**Task brief**
Each line of the listing that includes "keyed" should be reported.

• • • •

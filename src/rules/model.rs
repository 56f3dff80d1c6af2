//! Claimed directories and the rules attached to them.

#![allow(missing_docs)]

use std::collections::BTreeMap;

use serde::{Deserialize, Serialize};

use crate::core::errors::{BrtError, Result};
use crate::core::paths::is_absolute_dir;
use crate::ruletree::stats::RuleId;

/// How files matched by a rule are to be backed up.
#[derive(Debug, Clone, Copy, PartialEq, Eq, Hash, Serialize, Deserialize, Default)]
#[serde(rename_all = "lowercase")]
pub enum BackupType {
    /// Explicitly excluded from backup.
    #[default]
    None,
    /// Managed by the institutional backup service.
    IBackup,
    /// The claimant backs these files up themselves.
    Manual,
}

impl BackupType {
    #[must_use]
    pub const fn as_str(self) -> &'static str {
        match self {
            Self::None => "none",
            Self::IBackup => "ibackup",
            Self::Manual => "manual",
        }
    }

    pub fn parse(raw: &str) -> Result<Self> {
        match raw {
            "none" => Ok(Self::None),
            "ibackup" => Ok(Self::IBackup),
            "manual" => Ok(Self::Manual),
            other => Err(BrtError::Decode {
                context: "backup type",
                details: format!("unknown backup type {other:?}"),
            }),
        }
    }
}

/// A claimed directory.
#[derive(Debug, Clone, PartialEq, Eq, Serialize, Deserialize)]
pub struct Directory {
    pub id: i64,
    /// Absolute tree path ending in `/`.
    pub path: String,
    pub claimed_by: String,
    pub created: i64,
    pub modified: i64,
}

impl Directory {
    /// A not-yet-persisted claim on `path`.
    #[must_use]
    pub fn new(path: impl Into<String>, claimed_by: impl Into<String>) -> Self {
        Self {
            id: 0,
            path: path.into(),
            claimed_by: claimed_by.into(),
            created: 0,
            modified: 0,
        }
    }
}

/// A backup rule scoped to one directory.
#[derive(Debug, Clone, PartialEq, Eq, Serialize, Deserialize)]
pub struct Rule {
    pub id: RuleId,
    pub directory_id: i64,
    pub backup_type: BackupType,
    pub metadata: String,
    pub review_date: i64,
    pub remove_date: i64,
    /// Match string: a literal name, `*`, or a name containing `*`.
    pub pattern: String,
    pub frequency: u32,
    pub created: i64,
    pub modified: i64,
}

impl Rule {
    /// A rule with only the fields that drive classification set.
    #[must_use]
    pub fn new(id: RuleId, pattern: impl Into<String>, backup_type: BackupType) -> Self {
        Self {
            id,
            directory_id: 0,
            backup_type,
            metadata: String::new(),
            review_date: 0,
            remove_date: 0,
            pattern: pattern.into(),
            frequency: 0,
            created: 0,
            modified: 0,
        }
    }
}

/// Reject match strings the compiler cannot express.
pub fn validate_pattern(pattern: &str) -> Result<()> {
    let reason = if pattern.is_empty() {
        "must not be empty"
    } else if pattern.contains('/') {
        "must not contain '/'"
    } else if pattern.contains("**") {
        "must not contain consecutive '*'"
    } else {
        return Ok(());
    };
    Err(BrtError::InvalidMatch {
        pattern: pattern.to_string(),
        reason,
    })
}

/// A claimed directory and its rules, keyed by match string.
#[derive(Debug, Clone, PartialEq, Eq)]
pub struct DirRules {
    pub directory: Directory,
    pub rules: BTreeMap<String, Rule>,
}

impl DirRules {
    #[must_use]
    pub fn new(directory: Directory) -> Self {
        Self {
            directory,
            rules: BTreeMap::new(),
        }
    }
}

/// Every claimed directory, keyed by path. Cloned before a mutation so a
/// failed rebuild leaves the committed set untouched.
#[derive(Debug, Clone, Default, PartialEq, Eq)]
pub struct DirRuleSet {
    dirs: BTreeMap<String, DirRules>,
}

impl DirRuleSet {
    /// Seed from persisted records. Every rule must reference a known directory.
    pub fn from_records(directories: Vec<Directory>, rules: Vec<Rule>) -> Result<Self> {
        let mut set = Self::default();
        let mut by_id = BTreeMap::new();
        for directory in directories {
            by_id.insert(directory.id, directory.path.clone());
            set.claim(directory)?;
        }
        for rule in rules {
            let Some(path) = by_id.get(&rule.directory_id) else {
                return Err(BrtError::OrphanedRule {
                    rule_id: rule.id,
                    directory_id: rule.directory_id,
                });
            };
            let path = path.clone();
            set.add_rule(&path, rule)?;
        }
        Ok(set)
    }

    #[must_use]
    pub fn get(&self, path: &str) -> Option<&DirRules> {
        self.dirs.get(path)
    }

    pub fn iter(&self) -> impl Iterator<Item = (&str, &DirRules)> {
        self.dirs.iter().map(|(path, rules)| (path.as_str(), rules))
    }

    #[must_use]
    pub fn len(&self) -> usize {
        self.dirs.len()
    }

    #[must_use]
    pub fn is_empty(&self) -> bool {
        self.dirs.is_empty()
    }

    /// Total number of rules across all directories.
    #[must_use]
    pub fn rule_count(&self) -> usize {
        self.dirs.values().map(|d| d.rules.len()).sum()
    }

    pub fn claim(&mut self, directory: Directory) -> Result<()> {
        if !is_absolute_dir(&directory.path) {
            return Err(BrtError::InvalidRoot {
                name: directory.path,
            });
        }
        if self.dirs.contains_key(&directory.path) {
            return Err(BrtError::DirectoryClaimed {
                path: directory.path,
            });
        }
        self.dirs
            .insert(directory.path.clone(), DirRules::new(directory));
        Ok(())
    }

    /// Replace the directory record (e.g. pass the claim to someone else).
    pub fn update_directory(&mut self, directory: Directory) -> Result<()> {
        let entry = self.claimed_mut(&directory.path)?;
        entry.directory = directory;
        Ok(())
    }

    /// Drop a claim. Only permitted once every rule has been removed.
    pub fn revoke(&mut self, path: &str) -> Result<Directory> {
        let entry = self.claimed_mut(path)?;
        if !entry.rules.is_empty() {
            return Err(BrtError::ClaimHasRules {
                path: path.to_string(),
                rules: entry.rules.len(),
            });
        }
        self.dirs
            .remove(path)
            .map(|entry| entry.directory)
            .ok_or_else(|| BrtError::NotClaimed {
                path: path.to_string(),
            })
    }

    pub fn add_rule(&mut self, path: &str, mut rule: Rule) -> Result<()> {
        validate_pattern(&rule.pattern)?;
        let entry = self.claimed_mut(path)?;
        if entry.rules.contains_key(&rule.pattern) {
            return Err(BrtError::RuleExists {
                directory: path.to_string(),
                pattern: rule.pattern,
            });
        }
        rule.directory_id = entry.directory.id;
        entry.rules.insert(rule.pattern.clone(), rule);
        Ok(())
    }

    pub fn remove_rule(&mut self, path: &str, pattern: &str) -> Result<Rule> {
        let entry = self.claimed_mut(path)?;
        entry
            .rules
            .remove(pattern)
            .ok_or_else(|| BrtError::RuleNotFound {
                directory: path.to_string(),
                pattern: pattern.to_string(),
            })
    }

    /// Replace the rule with the same id. Returns the previous version.
    pub fn update_rule(&mut self, path: &str, mut rule: Rule) -> Result<Rule> {
        validate_pattern(&rule.pattern)?;
        let entry = self.claimed_mut(path)?;
        let Some(old_pattern) = entry
            .rules
            .values()
            .find(|existing| existing.id == rule.id)
            .map(|existing| existing.pattern.clone())
        else {
            return Err(BrtError::RuleNotFound {
                directory: path.to_string(),
                pattern: rule.pattern,
            });
        };
        if old_pattern != rule.pattern && entry.rules.contains_key(&rule.pattern) {
            return Err(BrtError::RuleExists {
                directory: path.to_string(),
                pattern: rule.pattern,
            });
        }
        let previous = entry
            .rules
            .remove(&old_pattern)
            .ok_or_else(|| BrtError::not_found(path))?;
        rule.directory_id = entry.directory.id;
        entry.rules.insert(rule.pattern.clone(), rule);
        Ok(previous)
    }

    fn claimed_mut(&mut self, path: &str) -> Result<&mut DirRules> {
        self.dirs.get_mut(path).ok_or_else(|| BrtError::NotClaimed {
            path: path.to_string(),
        })
    }
}
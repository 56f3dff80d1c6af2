//! Convenience re-exports for library consumers.
//!
//! ```rust,no_run
//! use backup_ruletree::prelude::*;
//! ```

// Core
pub use crate::core::config::Config;
pub use crate::core::errors::{BrtError, ErrorKind, Result};

// Engine
pub use crate::engine::{Engine, RuleChange, RuleImport};

// Rules
pub use crate::rules::model::{BackupType, DirRules, Directory, Rule};
pub use crate::rules::store::{MemoryRuleStore, RuleStore};
#[cfg(feature = "sqlite")]
pub use crate::rules::store::SqliteRuleStore;

// Rule trees
pub use crate::ruletree::builder::BuildReport;
pub use crate::ruletree::mount::{MountBuild, RuleTree};
pub use crate::ruletree::names::{NameCache, PrincipalNames, StaticNames, SystemNames};
pub use crate::ruletree::overlay::DirSummary;
pub use crate::ruletree::stats::{PrincipalId, RuleId, RuleSummary, Stats};

// Storage
pub use crate::tree::snapshot::SnapshotBuilder;
pub use crate::tree::store::SegmentTree;
use thiserror::Error;

pub type Result<T> = std::result::Result<T, ToolError>;

#[derive(Error, Debug)]
pub enum ToolError {
    #[error("{0}")]
    NotFound(String),
    #[error("{0}")]
    Validation(String),
    #[error("External tool error: {0}")]
    ExternalTool(String),
    #[error("IO error: {0}")]
    Io(#[from] std::io::Error),
    #[error("Serialization error: {0}")]
    Serde(#[from] serde_json::Error),
    #[error("CSV error: {0}")]
    Csv(#[from] csv::Error),
    #[error("Unexpected error: {0}")]
    Unexpected(String),
}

• • • •

**Solution to the exercise**
/// A claimed directory and its rules, keyed by match string.
/// Every claimed directory, keyed by path. Cloned before a mutation so a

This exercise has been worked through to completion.